RECORDS FOR THIS EXERCISE =>
+++

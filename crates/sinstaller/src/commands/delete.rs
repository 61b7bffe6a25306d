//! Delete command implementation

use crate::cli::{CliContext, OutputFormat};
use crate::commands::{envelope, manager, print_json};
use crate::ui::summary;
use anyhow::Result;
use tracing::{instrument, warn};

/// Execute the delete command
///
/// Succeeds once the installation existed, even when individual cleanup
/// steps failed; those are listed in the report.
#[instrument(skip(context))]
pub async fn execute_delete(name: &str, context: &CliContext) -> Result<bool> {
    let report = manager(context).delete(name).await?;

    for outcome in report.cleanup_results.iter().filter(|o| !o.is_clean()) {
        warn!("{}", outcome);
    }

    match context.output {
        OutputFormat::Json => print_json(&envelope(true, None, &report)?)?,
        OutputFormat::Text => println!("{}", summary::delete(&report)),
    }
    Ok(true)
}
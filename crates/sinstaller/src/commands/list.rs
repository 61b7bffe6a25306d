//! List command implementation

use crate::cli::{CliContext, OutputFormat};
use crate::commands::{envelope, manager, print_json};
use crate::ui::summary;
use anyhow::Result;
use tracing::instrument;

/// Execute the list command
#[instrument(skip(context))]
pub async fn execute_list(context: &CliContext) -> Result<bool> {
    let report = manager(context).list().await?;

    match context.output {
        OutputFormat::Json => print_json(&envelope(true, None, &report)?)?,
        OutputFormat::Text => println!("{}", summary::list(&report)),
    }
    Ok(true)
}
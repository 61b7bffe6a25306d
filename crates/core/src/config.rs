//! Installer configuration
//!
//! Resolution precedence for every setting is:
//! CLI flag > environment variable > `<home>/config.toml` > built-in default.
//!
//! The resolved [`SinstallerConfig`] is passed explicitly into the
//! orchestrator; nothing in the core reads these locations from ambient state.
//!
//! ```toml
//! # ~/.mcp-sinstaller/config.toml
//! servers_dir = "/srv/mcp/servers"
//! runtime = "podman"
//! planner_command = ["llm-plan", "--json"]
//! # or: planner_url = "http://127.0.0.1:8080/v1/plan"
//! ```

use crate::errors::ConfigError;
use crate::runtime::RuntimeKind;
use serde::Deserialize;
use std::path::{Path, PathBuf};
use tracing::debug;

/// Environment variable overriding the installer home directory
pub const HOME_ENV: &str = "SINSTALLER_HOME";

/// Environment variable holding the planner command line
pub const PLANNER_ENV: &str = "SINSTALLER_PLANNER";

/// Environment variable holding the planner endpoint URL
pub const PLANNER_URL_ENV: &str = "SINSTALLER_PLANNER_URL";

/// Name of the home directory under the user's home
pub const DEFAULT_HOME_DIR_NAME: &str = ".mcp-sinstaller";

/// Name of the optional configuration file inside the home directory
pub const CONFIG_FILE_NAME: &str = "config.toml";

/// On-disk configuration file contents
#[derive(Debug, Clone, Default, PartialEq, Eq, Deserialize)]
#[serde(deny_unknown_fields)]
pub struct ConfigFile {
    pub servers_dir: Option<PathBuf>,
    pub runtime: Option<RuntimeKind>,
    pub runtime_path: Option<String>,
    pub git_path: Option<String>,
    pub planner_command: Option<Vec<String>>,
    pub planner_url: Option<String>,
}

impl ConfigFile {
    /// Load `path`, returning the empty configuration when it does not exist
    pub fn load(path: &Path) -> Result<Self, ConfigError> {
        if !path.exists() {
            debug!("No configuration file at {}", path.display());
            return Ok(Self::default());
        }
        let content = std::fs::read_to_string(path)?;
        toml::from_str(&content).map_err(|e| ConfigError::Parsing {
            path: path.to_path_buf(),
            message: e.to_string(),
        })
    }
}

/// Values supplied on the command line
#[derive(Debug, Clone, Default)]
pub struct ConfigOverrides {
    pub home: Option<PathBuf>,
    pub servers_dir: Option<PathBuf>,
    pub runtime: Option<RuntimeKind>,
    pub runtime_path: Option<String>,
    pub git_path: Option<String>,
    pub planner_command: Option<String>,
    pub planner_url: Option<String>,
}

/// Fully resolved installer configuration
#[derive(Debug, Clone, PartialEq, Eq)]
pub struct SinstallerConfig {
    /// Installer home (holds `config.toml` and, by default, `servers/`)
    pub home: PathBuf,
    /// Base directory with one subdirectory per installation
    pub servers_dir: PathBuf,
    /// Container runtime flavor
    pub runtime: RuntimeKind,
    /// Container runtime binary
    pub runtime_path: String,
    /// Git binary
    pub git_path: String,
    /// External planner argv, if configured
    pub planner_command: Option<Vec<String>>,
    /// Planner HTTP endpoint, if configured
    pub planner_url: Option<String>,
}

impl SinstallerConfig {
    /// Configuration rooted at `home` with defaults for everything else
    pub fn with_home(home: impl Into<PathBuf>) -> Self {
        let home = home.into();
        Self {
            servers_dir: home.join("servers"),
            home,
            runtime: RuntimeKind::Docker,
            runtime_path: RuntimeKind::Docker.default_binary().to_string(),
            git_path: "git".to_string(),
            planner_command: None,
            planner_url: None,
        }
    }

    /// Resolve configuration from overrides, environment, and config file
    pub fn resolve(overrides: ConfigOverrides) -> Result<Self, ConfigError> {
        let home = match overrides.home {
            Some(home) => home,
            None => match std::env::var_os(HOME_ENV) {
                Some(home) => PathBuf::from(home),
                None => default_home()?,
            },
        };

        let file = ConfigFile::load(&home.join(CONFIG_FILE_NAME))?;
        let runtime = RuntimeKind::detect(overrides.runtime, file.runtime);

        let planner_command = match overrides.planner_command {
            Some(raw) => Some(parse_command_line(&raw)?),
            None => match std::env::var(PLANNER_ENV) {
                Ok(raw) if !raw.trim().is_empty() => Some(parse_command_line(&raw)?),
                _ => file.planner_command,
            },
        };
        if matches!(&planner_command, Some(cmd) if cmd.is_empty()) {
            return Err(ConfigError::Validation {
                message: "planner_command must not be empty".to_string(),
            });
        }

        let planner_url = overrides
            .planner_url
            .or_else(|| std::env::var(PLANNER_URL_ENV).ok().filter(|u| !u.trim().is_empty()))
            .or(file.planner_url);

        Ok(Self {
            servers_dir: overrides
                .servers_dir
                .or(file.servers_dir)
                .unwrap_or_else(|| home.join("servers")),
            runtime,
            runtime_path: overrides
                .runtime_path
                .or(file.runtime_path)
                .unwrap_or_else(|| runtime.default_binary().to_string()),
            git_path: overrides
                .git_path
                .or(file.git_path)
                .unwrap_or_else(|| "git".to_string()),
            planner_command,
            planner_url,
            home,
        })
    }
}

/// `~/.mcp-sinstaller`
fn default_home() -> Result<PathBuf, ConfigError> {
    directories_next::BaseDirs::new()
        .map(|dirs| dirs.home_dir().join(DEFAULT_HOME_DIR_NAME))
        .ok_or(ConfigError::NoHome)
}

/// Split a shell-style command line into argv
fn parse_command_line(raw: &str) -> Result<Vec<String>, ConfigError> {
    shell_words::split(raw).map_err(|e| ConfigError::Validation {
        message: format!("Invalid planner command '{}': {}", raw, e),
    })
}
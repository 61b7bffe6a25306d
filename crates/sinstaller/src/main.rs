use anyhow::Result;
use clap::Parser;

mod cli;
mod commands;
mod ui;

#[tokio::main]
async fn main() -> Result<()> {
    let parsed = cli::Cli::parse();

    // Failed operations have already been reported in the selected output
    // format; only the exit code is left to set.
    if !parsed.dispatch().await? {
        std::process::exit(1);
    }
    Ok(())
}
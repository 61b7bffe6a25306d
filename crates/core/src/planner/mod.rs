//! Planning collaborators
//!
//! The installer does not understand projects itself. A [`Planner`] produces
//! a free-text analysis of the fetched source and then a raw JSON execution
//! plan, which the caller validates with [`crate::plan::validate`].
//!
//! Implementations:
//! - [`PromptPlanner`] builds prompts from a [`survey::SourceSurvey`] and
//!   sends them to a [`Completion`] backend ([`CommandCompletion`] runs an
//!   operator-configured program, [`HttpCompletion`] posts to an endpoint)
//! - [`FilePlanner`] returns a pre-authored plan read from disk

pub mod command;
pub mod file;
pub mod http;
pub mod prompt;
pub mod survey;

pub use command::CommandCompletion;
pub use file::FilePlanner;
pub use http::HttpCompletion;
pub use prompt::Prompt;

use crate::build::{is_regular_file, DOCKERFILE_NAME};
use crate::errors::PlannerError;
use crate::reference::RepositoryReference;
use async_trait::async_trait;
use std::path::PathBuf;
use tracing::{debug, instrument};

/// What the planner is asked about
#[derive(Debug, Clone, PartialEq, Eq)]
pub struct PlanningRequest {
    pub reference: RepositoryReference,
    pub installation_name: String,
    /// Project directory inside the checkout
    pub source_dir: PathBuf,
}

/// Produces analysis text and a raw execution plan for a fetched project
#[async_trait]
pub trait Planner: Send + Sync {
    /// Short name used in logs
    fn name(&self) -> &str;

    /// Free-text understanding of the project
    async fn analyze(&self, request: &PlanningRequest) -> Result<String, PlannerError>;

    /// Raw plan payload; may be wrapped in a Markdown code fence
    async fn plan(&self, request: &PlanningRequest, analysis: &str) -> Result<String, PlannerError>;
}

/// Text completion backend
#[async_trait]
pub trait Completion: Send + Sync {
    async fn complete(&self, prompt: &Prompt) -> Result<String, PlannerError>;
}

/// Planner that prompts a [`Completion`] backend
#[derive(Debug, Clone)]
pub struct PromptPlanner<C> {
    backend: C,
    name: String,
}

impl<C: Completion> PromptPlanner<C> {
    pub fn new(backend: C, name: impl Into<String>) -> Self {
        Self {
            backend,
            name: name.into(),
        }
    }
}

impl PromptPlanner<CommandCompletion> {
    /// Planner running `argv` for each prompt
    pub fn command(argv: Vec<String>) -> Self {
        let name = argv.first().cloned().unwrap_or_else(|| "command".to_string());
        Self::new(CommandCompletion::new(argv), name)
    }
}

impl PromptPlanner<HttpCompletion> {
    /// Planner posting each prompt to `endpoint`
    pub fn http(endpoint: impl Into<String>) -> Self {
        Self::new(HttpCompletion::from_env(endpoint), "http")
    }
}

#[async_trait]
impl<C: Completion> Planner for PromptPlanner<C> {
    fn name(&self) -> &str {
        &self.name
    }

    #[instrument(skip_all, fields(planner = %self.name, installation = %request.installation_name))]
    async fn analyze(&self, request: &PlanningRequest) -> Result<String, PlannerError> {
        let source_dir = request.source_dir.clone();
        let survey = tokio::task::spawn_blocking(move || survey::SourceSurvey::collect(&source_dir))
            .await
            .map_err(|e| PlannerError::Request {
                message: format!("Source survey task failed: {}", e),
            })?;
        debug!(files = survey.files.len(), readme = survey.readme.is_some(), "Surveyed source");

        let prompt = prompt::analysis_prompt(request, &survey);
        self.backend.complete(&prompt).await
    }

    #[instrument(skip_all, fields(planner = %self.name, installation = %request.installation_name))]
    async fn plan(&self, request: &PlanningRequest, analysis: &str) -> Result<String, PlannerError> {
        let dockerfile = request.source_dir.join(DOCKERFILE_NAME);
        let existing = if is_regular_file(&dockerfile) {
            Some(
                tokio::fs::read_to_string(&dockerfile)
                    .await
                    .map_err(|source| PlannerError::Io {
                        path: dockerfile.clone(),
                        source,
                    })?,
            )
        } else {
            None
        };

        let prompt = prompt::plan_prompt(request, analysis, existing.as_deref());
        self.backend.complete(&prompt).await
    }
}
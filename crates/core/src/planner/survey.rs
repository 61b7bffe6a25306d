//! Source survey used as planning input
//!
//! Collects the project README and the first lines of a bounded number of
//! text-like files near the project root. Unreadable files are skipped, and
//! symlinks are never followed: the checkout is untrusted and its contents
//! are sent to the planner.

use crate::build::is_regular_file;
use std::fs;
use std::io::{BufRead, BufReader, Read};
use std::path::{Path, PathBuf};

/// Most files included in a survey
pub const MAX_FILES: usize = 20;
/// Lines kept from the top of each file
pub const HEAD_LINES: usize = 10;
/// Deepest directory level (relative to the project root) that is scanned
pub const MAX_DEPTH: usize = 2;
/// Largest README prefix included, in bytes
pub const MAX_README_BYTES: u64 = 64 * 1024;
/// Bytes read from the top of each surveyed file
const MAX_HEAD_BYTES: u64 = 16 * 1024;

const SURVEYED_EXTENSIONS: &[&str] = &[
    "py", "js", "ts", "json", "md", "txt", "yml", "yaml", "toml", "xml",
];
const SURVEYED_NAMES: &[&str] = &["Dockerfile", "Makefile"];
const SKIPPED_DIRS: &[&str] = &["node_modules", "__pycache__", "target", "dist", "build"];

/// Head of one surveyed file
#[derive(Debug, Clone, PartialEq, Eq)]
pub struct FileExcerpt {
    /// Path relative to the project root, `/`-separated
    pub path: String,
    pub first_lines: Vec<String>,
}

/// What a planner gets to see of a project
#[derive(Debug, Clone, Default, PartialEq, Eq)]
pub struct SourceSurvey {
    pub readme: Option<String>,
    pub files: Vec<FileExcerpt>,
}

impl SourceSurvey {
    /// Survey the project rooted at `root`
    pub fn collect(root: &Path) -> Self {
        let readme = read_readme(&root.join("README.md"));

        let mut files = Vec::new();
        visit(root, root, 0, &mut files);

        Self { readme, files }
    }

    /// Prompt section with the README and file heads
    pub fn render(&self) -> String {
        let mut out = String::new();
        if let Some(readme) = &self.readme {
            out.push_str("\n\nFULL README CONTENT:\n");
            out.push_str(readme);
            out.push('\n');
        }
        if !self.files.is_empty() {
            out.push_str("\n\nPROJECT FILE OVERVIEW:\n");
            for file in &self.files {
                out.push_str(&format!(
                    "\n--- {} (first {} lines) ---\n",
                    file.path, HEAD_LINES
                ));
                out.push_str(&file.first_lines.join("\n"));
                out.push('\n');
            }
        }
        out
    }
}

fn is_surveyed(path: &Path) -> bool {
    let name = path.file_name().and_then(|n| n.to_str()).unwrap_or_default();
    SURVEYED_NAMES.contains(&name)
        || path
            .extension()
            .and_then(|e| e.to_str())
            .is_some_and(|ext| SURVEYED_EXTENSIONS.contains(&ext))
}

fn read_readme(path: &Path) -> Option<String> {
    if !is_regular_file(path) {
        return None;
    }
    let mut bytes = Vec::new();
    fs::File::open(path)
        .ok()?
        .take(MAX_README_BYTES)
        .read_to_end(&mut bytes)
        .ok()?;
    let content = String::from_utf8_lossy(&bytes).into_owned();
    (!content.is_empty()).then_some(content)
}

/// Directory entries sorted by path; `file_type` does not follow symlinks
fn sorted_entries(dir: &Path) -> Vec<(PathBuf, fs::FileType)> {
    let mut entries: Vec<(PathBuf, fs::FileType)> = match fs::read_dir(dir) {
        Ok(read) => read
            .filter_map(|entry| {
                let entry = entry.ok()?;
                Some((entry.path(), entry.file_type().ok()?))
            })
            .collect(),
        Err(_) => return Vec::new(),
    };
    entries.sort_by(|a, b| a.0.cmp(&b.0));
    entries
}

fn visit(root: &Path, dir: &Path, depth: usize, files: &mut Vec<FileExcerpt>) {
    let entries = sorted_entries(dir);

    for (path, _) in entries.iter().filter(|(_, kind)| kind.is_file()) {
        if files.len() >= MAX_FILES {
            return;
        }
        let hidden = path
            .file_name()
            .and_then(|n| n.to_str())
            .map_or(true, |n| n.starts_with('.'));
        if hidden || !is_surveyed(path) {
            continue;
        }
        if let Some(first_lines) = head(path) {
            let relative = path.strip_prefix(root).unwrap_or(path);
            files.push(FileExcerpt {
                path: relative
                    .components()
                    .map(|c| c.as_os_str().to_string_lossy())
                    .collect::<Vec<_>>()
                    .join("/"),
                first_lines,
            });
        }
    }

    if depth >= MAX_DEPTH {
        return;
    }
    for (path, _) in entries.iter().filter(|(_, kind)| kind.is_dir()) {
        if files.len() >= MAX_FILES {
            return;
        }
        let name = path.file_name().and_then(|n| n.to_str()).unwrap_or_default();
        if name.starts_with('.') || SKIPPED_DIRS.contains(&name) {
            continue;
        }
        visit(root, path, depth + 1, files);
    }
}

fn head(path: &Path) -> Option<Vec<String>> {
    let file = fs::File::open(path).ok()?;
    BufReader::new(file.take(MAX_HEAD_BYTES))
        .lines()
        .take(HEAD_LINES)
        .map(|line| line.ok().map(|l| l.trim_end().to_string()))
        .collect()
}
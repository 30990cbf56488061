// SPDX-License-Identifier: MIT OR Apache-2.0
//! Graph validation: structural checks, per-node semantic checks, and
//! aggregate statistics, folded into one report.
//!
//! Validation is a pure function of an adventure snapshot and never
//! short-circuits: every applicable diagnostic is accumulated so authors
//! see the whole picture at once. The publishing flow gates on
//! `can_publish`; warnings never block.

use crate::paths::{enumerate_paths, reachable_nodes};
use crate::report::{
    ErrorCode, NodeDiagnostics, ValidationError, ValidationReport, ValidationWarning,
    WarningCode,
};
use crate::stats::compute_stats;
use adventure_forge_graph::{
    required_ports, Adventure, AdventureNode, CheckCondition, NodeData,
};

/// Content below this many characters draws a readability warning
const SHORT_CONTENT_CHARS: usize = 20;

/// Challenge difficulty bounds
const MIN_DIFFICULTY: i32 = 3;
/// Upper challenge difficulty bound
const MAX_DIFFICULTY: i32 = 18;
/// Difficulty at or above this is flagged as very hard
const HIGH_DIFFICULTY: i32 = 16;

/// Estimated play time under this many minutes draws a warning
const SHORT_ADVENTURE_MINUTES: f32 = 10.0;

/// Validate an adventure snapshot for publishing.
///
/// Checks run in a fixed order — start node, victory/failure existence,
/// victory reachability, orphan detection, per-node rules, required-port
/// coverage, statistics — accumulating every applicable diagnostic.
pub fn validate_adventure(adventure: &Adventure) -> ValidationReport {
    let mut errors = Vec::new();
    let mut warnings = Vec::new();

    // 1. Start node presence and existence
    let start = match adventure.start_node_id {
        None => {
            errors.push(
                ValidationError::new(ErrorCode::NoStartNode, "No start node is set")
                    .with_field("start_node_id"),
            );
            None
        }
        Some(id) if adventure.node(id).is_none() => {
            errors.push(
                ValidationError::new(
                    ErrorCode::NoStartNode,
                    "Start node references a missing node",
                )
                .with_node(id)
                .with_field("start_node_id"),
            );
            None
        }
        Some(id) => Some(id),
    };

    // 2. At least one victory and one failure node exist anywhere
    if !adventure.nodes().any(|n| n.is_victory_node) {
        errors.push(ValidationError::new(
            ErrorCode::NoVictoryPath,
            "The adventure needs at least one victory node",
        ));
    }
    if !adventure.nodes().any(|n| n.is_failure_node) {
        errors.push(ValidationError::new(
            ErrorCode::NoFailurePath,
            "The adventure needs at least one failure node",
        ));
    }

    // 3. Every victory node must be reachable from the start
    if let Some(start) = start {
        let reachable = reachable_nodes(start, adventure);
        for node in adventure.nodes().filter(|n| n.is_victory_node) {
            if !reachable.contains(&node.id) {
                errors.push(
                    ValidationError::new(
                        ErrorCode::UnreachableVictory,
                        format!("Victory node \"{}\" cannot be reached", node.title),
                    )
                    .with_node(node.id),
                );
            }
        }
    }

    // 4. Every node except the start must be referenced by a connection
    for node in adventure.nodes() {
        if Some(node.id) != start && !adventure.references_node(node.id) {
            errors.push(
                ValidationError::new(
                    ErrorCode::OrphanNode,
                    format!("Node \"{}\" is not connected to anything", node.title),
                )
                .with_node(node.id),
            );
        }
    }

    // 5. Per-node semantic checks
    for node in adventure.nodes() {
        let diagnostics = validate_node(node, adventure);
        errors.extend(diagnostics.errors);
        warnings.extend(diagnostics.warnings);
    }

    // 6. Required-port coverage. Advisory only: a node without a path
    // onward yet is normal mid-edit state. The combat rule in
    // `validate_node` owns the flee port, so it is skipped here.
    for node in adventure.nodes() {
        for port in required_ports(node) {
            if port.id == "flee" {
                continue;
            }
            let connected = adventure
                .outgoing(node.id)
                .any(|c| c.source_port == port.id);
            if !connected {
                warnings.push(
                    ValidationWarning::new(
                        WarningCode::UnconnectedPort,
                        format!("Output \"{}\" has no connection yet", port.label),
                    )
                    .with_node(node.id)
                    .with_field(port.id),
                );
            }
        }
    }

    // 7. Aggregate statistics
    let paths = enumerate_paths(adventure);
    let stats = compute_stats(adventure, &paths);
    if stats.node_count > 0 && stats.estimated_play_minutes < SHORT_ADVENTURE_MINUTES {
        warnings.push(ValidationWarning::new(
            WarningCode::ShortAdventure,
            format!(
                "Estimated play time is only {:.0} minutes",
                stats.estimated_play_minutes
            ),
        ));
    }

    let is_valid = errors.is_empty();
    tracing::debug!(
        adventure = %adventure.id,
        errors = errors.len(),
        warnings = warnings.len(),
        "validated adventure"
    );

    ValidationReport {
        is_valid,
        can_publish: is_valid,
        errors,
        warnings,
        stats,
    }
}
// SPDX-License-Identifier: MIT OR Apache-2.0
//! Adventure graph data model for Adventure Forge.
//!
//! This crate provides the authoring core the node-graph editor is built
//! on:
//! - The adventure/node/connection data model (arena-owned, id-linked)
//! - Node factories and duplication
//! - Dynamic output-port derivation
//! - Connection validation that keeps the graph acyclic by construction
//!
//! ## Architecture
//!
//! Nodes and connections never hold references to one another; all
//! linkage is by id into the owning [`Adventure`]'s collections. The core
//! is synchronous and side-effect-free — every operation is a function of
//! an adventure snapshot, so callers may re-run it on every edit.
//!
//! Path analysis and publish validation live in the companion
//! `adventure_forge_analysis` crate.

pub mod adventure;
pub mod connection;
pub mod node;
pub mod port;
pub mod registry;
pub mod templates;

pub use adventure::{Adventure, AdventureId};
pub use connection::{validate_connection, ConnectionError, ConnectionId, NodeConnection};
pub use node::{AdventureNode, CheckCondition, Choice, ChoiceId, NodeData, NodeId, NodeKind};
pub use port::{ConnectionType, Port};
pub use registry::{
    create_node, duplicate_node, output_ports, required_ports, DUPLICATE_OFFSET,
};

+++

Find the line with "git_path: overrides" in the entries above. Retype it and each line after it, exactly, through the line with "async fn main()", and stop there.

            git_path: overrides
                .git_path
                .or(file.git_path)
                .unwrap_or_else(|| "git".to_string()),
            planner_command,
            planner_url,
            home,
        })
    }
}

/// `~/.mcp-sinstaller`
fn default_home() -> Result<PathBuf, ConfigError> {
    directories_next::BaseDirs::new()
        .map(|dirs| dirs.home_dir().join(DEFAULT_HOME_DIR_NAME))
        .ok_or(ConfigError::NoHome)
}

/// Split a shell-style command line into argv
fn parse_command_line(raw: &str) -> Result<Vec<String>, ConfigError> {
    shell_words::split(raw).map_err(|e| ConfigError::Validation {
        message: format!("Invalid planner command '{}': {}", raw, e),
    })
}
repository 61b7bffe6a25306d
filename crates/sinstaller/src/main.rs
use anyhow::Result;
use clap::Parser;

mod cli;
mod commands;
mod ui;

#[tokio::main]
async fn main() -> Result<()> {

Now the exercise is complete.